**Task goal**
Wherever the string "RandomSource" occurs in a line of these records, report that line.

[Dataset items]
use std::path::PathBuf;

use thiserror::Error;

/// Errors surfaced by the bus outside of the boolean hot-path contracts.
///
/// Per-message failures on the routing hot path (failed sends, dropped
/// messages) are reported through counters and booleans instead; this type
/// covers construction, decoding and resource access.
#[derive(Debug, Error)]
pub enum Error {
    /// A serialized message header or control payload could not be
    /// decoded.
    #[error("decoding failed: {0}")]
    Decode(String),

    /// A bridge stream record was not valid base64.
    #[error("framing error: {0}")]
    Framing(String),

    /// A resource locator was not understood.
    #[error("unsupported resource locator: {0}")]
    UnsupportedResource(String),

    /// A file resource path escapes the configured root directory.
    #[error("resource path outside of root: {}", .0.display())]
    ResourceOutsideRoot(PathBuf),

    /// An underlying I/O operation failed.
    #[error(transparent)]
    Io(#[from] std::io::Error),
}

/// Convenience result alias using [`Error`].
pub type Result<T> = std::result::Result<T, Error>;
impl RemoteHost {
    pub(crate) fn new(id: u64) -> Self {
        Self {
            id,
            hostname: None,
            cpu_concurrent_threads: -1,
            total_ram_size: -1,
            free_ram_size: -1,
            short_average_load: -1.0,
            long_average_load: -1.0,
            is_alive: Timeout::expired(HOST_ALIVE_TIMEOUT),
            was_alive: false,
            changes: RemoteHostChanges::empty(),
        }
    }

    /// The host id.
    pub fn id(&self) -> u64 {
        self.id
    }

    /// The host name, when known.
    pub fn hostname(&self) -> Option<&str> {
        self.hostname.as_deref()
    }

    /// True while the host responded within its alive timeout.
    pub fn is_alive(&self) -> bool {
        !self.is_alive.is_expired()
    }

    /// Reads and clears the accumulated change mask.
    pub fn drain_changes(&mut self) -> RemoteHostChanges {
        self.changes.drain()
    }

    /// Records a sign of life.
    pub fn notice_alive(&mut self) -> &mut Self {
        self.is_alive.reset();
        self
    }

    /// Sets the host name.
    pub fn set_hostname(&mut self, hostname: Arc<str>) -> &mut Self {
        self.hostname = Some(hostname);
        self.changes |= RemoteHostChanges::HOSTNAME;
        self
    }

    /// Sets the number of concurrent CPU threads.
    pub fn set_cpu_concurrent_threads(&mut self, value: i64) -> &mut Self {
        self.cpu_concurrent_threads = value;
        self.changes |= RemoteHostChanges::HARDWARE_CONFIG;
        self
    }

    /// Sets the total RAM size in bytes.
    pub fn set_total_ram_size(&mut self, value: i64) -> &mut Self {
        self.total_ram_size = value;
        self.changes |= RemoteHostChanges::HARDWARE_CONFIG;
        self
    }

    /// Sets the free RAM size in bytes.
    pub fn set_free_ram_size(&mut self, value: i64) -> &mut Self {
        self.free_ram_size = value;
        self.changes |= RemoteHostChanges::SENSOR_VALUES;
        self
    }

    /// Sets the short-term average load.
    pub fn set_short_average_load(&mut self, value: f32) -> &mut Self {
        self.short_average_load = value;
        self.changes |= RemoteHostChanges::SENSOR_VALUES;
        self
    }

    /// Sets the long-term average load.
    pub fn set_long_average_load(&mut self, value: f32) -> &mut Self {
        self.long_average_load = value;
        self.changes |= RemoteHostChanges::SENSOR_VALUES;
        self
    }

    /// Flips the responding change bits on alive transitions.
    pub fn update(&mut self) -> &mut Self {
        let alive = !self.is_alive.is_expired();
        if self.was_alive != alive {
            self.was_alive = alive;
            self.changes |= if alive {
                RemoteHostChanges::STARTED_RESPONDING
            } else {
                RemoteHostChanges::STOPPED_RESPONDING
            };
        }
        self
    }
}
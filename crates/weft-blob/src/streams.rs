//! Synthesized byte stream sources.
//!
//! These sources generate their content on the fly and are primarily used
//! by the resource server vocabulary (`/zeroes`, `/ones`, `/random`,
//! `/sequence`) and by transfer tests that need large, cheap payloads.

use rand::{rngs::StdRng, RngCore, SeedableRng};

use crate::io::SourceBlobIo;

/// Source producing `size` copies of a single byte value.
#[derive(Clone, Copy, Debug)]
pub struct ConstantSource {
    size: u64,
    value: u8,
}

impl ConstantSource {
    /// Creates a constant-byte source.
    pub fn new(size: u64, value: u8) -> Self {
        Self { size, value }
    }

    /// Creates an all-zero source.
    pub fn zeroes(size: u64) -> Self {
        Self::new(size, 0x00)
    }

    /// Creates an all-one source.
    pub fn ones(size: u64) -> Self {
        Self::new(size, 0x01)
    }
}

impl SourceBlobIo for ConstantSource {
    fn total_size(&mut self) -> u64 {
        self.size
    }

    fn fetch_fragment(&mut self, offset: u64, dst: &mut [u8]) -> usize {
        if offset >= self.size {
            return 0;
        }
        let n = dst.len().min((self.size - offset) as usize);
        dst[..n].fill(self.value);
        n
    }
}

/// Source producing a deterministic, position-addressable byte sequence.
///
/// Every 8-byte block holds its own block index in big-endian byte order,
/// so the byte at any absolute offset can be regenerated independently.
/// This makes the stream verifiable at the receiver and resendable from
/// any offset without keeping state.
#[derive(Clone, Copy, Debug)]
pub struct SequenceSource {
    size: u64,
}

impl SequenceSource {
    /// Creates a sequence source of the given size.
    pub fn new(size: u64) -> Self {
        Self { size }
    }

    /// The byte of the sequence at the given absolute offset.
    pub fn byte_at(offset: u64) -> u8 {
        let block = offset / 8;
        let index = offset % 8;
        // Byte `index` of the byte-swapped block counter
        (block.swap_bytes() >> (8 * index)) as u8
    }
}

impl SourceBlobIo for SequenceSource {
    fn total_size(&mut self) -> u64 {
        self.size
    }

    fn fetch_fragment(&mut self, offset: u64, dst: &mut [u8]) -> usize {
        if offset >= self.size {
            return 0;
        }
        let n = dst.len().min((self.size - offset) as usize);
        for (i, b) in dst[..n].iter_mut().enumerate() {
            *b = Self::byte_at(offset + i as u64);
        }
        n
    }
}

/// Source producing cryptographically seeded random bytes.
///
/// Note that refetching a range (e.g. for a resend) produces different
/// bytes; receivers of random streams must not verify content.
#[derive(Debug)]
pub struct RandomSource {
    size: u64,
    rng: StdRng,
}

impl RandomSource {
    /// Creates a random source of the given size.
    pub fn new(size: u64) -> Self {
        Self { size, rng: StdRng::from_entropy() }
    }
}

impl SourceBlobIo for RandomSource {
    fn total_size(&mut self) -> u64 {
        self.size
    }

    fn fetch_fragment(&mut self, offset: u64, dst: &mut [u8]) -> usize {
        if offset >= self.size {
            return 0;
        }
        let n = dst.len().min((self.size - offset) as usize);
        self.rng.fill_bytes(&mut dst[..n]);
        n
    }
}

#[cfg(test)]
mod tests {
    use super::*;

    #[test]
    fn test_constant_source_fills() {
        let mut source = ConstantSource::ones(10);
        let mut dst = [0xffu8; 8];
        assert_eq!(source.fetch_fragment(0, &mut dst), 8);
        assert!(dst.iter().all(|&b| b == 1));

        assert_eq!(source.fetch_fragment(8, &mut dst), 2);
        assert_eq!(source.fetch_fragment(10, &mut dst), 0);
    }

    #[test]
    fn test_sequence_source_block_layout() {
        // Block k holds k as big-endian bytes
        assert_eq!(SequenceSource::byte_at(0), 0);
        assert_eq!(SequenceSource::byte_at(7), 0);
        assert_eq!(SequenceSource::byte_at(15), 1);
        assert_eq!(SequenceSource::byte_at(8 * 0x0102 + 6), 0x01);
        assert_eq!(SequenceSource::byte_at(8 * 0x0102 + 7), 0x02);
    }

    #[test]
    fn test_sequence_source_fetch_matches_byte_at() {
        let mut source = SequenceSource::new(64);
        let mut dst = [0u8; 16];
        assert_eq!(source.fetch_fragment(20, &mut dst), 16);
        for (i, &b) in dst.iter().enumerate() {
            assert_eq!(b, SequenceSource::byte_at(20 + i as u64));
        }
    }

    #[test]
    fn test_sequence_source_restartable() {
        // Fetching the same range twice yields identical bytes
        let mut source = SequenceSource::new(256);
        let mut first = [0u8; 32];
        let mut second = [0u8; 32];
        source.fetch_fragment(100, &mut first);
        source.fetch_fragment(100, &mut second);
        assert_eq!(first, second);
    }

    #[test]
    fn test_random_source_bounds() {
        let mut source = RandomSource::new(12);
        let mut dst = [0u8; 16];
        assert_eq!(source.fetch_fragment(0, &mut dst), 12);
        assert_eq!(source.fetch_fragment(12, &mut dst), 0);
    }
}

**Task output**
pub struct RandomSource {
impl RandomSource {
impl SourceBlobIo for RandomSource {
        let mut source = RandomSource::new(12);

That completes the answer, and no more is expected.